Matthias Lanzinger: Mein zweites Leben

Diese Woche spricht Behindertensportler Matthias Lanzinger, Gewinner der Silbermedaille im Paralympics-Super-G, in Focus über das Leben nach seinem schweren Skiunfall.

Die Sendung zum Nachhören

Sendehinweis:

„Focus“, 14.3.14

Die Unterschenkel-Amputation

Am 2. März 2008 zog sich Matthias Lanzinger beim Super-G-Weltcuprennen in Kvitfjell (Norwegen) einen mehrfachen, offenen Unterschenkelbruch mit schweren Gefäßverletzungen zu.
Der Abtransport anschließend ins Universitätsklinikum in Oslo dauerte sechs Stunden. Bei der anschließenden Operation kam es zu Komplikationen und wegen schwerwiegender Gefäßverletzungen und der daraus resultierenden Sauerstoffunterversorgung musste der linke Unterschenkel am 4. März 2008 unterhalb des Knies amputiert werden.

Nach dem Tiefschlaf

Das Aufwachen aus dem Tiefschlaf war der entscheidendste Moment in seinem Leben; ein Moment, an den er sich genau erinnere, sagt Matthias Lanzinger. Beide Beine seien vollkommen taub gewesen, er habe nichts gespürt und nichts machen können. Seine Frau sei von den Ärzten vorbereitetet worden, dass es sein könnte, dass er sie nach dem Aufwachen nicht mehr erkennen könnte.

„Meine zweite Lebenschance“

Dann war dieses Aufwachen und seine Frau, die beim Bett saß; er hat sie gefragt, was passiert sei und ob er jetzt im Rollstuhl sitze. Er habe das Strahlen seiner Frau nicht verstanden; er habe sie sofort erkannt und gewusst wer sie ist.
Ihr sei wichtig gewesen, dass er da war, dass er das Leben nochmals geschenkt bekommen habe und dass er sie beim Aufwachen erkannt habe. Sie habe gesagt, dass das größte Glück sei, dass sie beide für ihr Leben nochmals eine Chance bekommen hätten. Diese positive Energie, die er von seiner Frau bekommen habe, habe ihn beflügelt.
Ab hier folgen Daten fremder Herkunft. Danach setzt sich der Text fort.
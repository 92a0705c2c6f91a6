//! Unidirectional payment channel primitives.
//!
//! A channel lives in one commitment output of the funding transaction.
//! [Payor] is the buying side: it tracks the paid balance and produces a
//! settlement signature per increment. [Payee] is the selling side: it
//! verifies and registers each signature, keeping the latest one so the
//! host can countersign and broadcast the settlement when closing.

use bitcoin::{
    secp256k1::{
        ecdsa::Signature,
        rand::{rngs::OsRng, RngCore},
        Secp256k1, SecretKey,
    },
    Amount, OutPoint, PubkeyHash, PublicKey,
};

use crate::protocol::{contract, error::ProtocolError};

/// A contract key pair.
#[derive(Debug, Clone, Copy, PartialEq, Eq)]
pub struct KeyPair {
    pub sk: SecretKey,
    pub pk: PublicKey,
}

impl KeyPair {
    pub fn generate() -> Result<KeyPair, ProtocolError> {
        let mut key_bytes = [0u8; 32];
        OsRng.fill_bytes(&mut key_bytes);
        let sk = SecretKey::from_slice(&key_bytes)?;
        let secp = Secp256k1::new();
        let pk = PublicKey {
            compressed: true,
            inner: bitcoin::secp256k1::PublicKey::from_secret_key(&secp, &sk),
        };
        Ok(KeyPair { sk, pk })
    }
}

/// Buying side of a channel.
#[derive(Debug, Clone)]
pub struct Payor {
    price: u64,
    lock: u16,
    settlement_fee: u64,
    value: Amount,
    anchor: OutPoint,
    contract_keypair: KeyPair,
    final_pk_hash: PubkeyHash,
    payee_contract_pk: PublicKey,
    payee_final_pk_hash: PubkeyHash,
    number_of_payments_made: u64,
}

#[allow(clippy::too_many_arguments)]
impl Payor {
    pub fn new(
        price: u64,
        lock: u16,
        settlement_fee: u64,
        value: Amount,
        anchor: OutPoint,
        contract_keypair: KeyPair,
        final_pk_hash: PubkeyHash,
        payee_contract_pk: PublicKey,
        payee_final_pk_hash: PubkeyHash,
    ) -> Payor {
        Payor {
            price,
            lock,
            settlement_fee,
            value,
            anchor,
            contract_keypair,
            final_pk_hash,
            payee_contract_pk,
            payee_final_pk_hash,
            number_of_payments_made: 0,
        }
    }

    pub fn price(&self) -> u64 {
        self.price
    }

    pub fn number_of_payments_made(&self) -> u64 {
        self.number_of_payments_made
    }

    pub fn amount_paid(&self) -> Amount {
        Amount::from_sat(self.number_of_payments_made * self.price)
    }

    pub fn value(&self) -> Amount {
        self.value
    }

    pub fn anchor(&self) -> OutPoint {
        self.anchor
    }

    pub fn contract_pk(&self) -> PublicKey {
        self.contract_keypair.pk
    }

    pub fn final_pk_hash(&self) -> PubkeyHash {
        self.final_pk_hash
    }

    /// Whether one more increment still fits in the channel.
    pub fn can_make_payment(&self) -> bool {
        (self.number_of_payments_made + 1) * self.price + self.settlement_fee
            <= self.value.to_sat()
    }

    /// Increments the counter and signs the settlement transaction at the
    /// new balance.
    pub fn make_payment(&mut self) -> Result<Signature, ProtocolError> {
        if !self.can_make_payment() {
            return Err(ProtocolError::General("payment channel exhausted"));
        }
        self.number_of_payments_made += 1;
        let settlement_tx = contract::create_settlement_transaction(
            &self.anchor,
            self.value,
            self.amount_paid(),
            Amount::from_sat(self.settlement_fee),
            &self.payee_final_pk_hash,
            &self.final_pk_hash,
        );
        let redeemscript = contract::commitment_redeemscript(
            &self.contract_keypair.pk,
            &self.payee_contract_pk,
            self.lock,
        );
        contract::sign_settlement(
            &settlement_tx,
            &redeemscript,
            self.value,
            &self.contract_keypair.sk,
        )
    }
}

/// Selling side of a channel.
#[derive(Debug, Clone)]
pub struct Payee {
    price: u64,
    lock: u16,
    settlement_fee: u64,
    value: Amount,
    anchor: OutPoint,
    contract_keypair: KeyPair,
    final_pk_hash: PubkeyHash,
    payor_contract_pk: PublicKey,
    payor_final_pk_hash: PubkeyHash,
    number_of_payments_made: u64,
    last_valid_payment_signature: Option<Signature>,
}

#[allow(clippy::too_many_arguments)]
impl Payee {
    pub fn new(
        price: u64,
        lock: u16,
        settlement_fee: u64,
        value: Amount,
        anchor: OutPoint,
        contract_keypair: KeyPair,
        final_pk_hash: PubkeyHash,
        payor_contract_pk: PublicKey,
        payor_final_pk_hash: PubkeyHash,
    ) -> Payee {
        Payee {
            price,
            lock,
            settlement_fee,
            value,
            anchor,
            contract_keypair,
            final_pk_hash,
            payor_contract_pk,
            payor_final_pk_hash,
            number_of_payments_made: 0,
            last_valid_payment_signature: None,
        }
    }

    pub fn price(&self) -> u64 {
        self.price
    }

    pub fn number_of_payments_made(&self) -> u64 {
        self.number_of_payments_made
    }

    pub fn amount_paid(&self) -> Amount {
        Amount::from_sat(self.number_of_payments_made * self.price)
    }

    pub fn value(&self) -> Amount {
        self.value
    }

    pub fn anchor(&self) -> OutPoint {
        self.anchor
    }

    pub fn contract_pk(&self) -> PublicKey {
        self.contract_keypair.pk
    }

    pub fn last_valid_payment_signature(&self) -> Option<Signature> {
        self.last_valid_payment_signature
    }

    /// How many increments the channel can carry in total.
    pub fn max_number_of_payments(&self) -> u64 {
        if self.price == 0 {
            return 0;
        }
        self.value.to_sat().saturating_sub(self.settlement_fee) / self.price
    }

    /// Verifies the settlement signature for one more increment; registers
    /// it when valid.
    pub fn register_payment(&mut self, signature: &Signature) -> Result<bool, ProtocolError> {
        let next_paid = Amount::from_sat((self.number_of_payments_made + 1) * self.price);
        let settlement_tx = contract::create_settlement_transaction(
            &self.anchor,
            self.value,
            next_paid,
            Amount::from_sat(self.settlement_fee),
            &self.final_pk_hash,
            &self.payor_final_pk_hash,
        );
        let redeemscript = contract::commitment_redeemscript(
            &self.payor_contract_pk,
            &self.contract_keypair.pk,
            self.lock,
        );
        match contract::verify_settlement_sig(
            &settlement_tx,
            &redeemscript,
            self.value,
            &self.payor_contract_pk,
            signature,
        ) {
            Ok(()) => {
                self.number_of_payments_made += 1;
                self.last_valid_payment_signature = Some(*signature);
                Ok(true)
            }
            Err(ProtocolError::Secp(_)) => Ok(false),
            Err(e) => Err(e),
        }
    }
}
Es sei ihm überhaupt nicht darum gegangen, was er nicht mehr machen kann, sondern er sah, was ihm alles geblieben ist.

Ein Leben abseits von Erfolgen und materiellem Überfluss

Er habe erkannt, das Leben bestehe nicht nur aus Erfolgen, aus materiellen Dingen, sondern das Leben an sich sei so etwas Schönes und berge viele positive Momente.
Die Suche nach dem Glück sei eine Suche nicht in Äußerlichkeiten, sondern im Innern, bekennt Lanzinger.
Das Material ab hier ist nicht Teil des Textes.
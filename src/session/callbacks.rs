//! Grouped client callback records, passed at mode entry.
//!
//! Every callback is invoked synchronously from inside a session entry
//! point. Clients must not re-enter the session with a mutating call from
//! a callback; read-only re-entrance is fine. `FullPieceArrived` must
//! return its validation verdict synchronously.

use bitcoin::{Amount, OutPoint, PubkeyHash};

use crate::{
    channel::{KeyPair, Payee},
    protocol::messages::PieceData,
};

use super::{piece::Piece, DisconnectCause};

/// A connection was removed, and why.
pub type RemovedConnection<Id> = Box<dyn FnMut(Id, DisconnectCause)>;

/// Produce `n` fresh contract key pairs.
pub type GenerateKeyPairs = Box<dyn FnMut(u32) -> Vec<KeyPair>>;

/// Produce `n` fresh P2PKH output hashes for settlement payouts.
pub type GenerateP2pkhAddresses = Box<dyn FnMut(u32) -> Vec<PubkeyHash>>;

/// A full piece arrived; the client validates it and answers immediately.
pub type FullPieceArrived<Id> = Box<dyn FnMut(Id, &PieceData, u32) -> bool>;

/// A payment went out: `(id, price, payments_made, amount_paid, piece_index)`.
pub type SentPayment<Id> = Box<dyn FnMut(Id, u64, u64, Amount, u32)>;

/// Every seller is gone; the session is inviting again.
pub type AllSellersGone = Box<dyn FnMut()>;

/// Pick the next piece to assign, or `None` when nothing is unassigned.
/// Tie-breaking is entirely the host's policy.
pub type PickNextPiece<Id> = Box<dyn FnMut(&[Piece<Id>]) -> Option<usize>>;

/// Load the data of one piece for the buyer on the given connection.
pub type LoadPieceForBuyer<Id> = Box<dyn FnMut(Id, u32)>;

/// The channel closed with payments received; the host can countersign
/// and broadcast the settlement held by the payee.
pub type ClaimLastPayment<Id> = Box<dyn FnMut(Id, &Payee)>;

/// The buyer announced the channel anchor for this connection.
pub type AnchorAnnounced<Id> = Box<dyn FnMut(Id, OutPoint, Amount)>;

/// A payment came in: `(id, amount_paid)`.
pub type ReceivedValidPayment<Id> = Box<dyn FnMut(Id, Amount)>;

/// Callbacks for observing mode.
pub struct ObservingCallbacks<Id> {
    pub removed_connection: RemovedConnection<Id>,
}

/// Callbacks for buying mode.
pub struct BuyingCallbacks<Id> {
    pub removed_connection: RemovedConnection<Id>,
    pub full_piece_arrived: FullPieceArrived<Id>,
    pub sent_payment: SentPayment<Id>,
    pub all_sellers_gone: AllSellersGone,
    pub pick_next_piece: PickNextPiece<Id>,
}

/// Callbacks for selling mode.
pub struct SellingCallbacks<Id> {
    pub removed_connection: RemovedConnection<Id>,
    pub generate_key_pairs: GenerateKeyPairs,
    pub generate_p2pkh_addresses: GenerateP2pkhAddresses,
    pub load_piece_for_buyer: LoadPieceForBuyer<Id>,
    pub claim_last_payment: ClaimLastPayment<Id>,
    pub anchor_announced: AnchorAnnounced<Id>,
    pub received_valid_payment: ReceivedValidPayment<Id>,
}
„Das Glück hat jeder in sich“, sagt M. Lanzinger. Das Leben sei genauso schön wie es vorher gewesen sei, vielleicht sogar eine Spur glücklicher.

„Im Kopf werden einem die Grundwerte im Leben bewusst, man kommt durch ein solches Geschehen eine Stufe von dem ganzen Treiben, das unser Leben ausmacht, herunter“, ergänzt der Sportler.

Beinstumpf und Prothese

Es sei die schwierigste und gleichzeitig die wichtigste Station während seiner Rehabilitation gewesen, sich mit dieser körperlichen Veränderung anzufreunden.
Es war ihm wichtig, die Bandagen herunterzunehmen, seinen Stumpf mit seiner Form zu sehen, ihn anzugreifen. Es sei ein leichter Körperteil geworden, man spüre den Fuß, obwohl er nicht mehr vorhanden sei. Gedanklich sei man darauf sehr fixiert, weil man sich in einer vollkommen neuen Situation antrifft.
Es sei ihm klar geworden, dass er mit diesem Stumpf das restliche Leben werde leben müssen.

Seine Aufgabe sei es gewesen, sich der Situation zu stellen und sich damit anzufreunden. Es sei ein wichtiger Tagesordnungspunkt, den Stumpf am Abend richtig zu pflegen, damit er am nächsten Tag wieder „relativ ungestört“ seinen Alltag bewältigen könne. Nicht zu übersehen seien natürlich auch die Prothesen, die angefertigt worden sind, sie anzunehmen und mit ihnen umgehen zu lernen. Das sei die Grundvoraussetzung dafür, dass er sein Leben in der Weise leben könne...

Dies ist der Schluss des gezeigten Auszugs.